What needs to be done: Please check every line of the listing for "Debug" and copy each line where it is found.
━━━
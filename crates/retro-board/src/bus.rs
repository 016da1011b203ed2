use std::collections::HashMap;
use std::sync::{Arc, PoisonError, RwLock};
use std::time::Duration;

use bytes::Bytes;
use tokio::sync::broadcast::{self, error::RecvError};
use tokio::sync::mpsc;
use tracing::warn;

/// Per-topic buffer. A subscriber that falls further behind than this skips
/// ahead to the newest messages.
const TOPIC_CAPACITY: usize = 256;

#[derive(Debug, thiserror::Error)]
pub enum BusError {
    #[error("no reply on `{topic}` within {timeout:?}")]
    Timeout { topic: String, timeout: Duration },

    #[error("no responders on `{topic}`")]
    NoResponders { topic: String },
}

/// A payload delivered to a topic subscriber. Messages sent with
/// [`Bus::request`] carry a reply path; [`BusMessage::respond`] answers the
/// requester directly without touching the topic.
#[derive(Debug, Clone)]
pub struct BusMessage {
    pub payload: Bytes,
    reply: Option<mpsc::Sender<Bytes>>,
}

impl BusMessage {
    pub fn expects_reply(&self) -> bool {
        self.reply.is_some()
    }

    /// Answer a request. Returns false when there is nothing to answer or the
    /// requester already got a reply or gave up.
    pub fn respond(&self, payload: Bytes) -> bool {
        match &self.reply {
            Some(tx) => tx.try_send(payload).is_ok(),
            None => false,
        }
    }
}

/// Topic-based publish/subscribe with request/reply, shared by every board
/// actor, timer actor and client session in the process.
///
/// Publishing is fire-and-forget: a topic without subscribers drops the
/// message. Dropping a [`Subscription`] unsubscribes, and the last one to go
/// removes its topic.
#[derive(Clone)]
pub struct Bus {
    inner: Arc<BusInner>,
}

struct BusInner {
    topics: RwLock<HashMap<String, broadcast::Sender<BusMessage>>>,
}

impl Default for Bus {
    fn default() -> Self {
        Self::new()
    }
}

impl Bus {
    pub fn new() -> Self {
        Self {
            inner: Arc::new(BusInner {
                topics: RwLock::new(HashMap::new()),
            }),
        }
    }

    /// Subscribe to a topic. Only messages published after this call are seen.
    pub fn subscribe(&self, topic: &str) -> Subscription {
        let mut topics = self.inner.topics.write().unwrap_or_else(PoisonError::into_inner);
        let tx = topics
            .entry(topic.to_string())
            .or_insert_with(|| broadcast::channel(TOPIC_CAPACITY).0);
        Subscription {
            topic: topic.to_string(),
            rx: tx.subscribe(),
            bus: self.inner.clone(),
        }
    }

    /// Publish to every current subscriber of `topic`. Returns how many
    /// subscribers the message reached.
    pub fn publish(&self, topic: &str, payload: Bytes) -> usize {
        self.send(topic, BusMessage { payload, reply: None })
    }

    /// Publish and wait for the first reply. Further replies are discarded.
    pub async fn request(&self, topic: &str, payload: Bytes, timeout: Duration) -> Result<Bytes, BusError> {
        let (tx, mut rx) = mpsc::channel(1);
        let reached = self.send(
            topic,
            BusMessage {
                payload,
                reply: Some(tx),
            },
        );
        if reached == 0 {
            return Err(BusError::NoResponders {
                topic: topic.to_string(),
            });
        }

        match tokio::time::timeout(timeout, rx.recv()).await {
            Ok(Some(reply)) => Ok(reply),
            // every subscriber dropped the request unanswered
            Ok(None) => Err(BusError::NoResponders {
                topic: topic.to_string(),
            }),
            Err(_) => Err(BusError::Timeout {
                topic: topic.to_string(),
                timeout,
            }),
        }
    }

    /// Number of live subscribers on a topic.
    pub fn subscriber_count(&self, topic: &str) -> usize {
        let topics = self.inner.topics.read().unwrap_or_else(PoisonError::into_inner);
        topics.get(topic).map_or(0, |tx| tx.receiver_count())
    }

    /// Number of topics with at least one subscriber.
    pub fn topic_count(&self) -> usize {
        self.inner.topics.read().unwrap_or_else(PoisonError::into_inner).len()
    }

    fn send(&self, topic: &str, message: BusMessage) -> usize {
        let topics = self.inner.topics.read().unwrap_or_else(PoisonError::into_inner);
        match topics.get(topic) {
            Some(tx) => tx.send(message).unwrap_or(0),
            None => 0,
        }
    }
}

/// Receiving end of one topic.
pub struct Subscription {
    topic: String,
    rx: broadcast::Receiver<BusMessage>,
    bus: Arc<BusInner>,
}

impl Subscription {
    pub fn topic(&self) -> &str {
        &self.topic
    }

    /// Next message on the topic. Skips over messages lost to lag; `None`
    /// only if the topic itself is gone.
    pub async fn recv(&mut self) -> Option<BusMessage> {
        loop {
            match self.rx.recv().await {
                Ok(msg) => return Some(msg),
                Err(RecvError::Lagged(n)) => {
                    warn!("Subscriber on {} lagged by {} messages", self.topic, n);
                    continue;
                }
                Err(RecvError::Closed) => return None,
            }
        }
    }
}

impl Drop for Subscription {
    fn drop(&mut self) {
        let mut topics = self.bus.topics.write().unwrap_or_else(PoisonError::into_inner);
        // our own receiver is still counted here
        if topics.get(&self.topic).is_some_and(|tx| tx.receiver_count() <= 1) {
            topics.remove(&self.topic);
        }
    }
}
━━━
Worked solution:
#[derive(Debug, thiserror::Error)]
#[derive(Debug, Clone)]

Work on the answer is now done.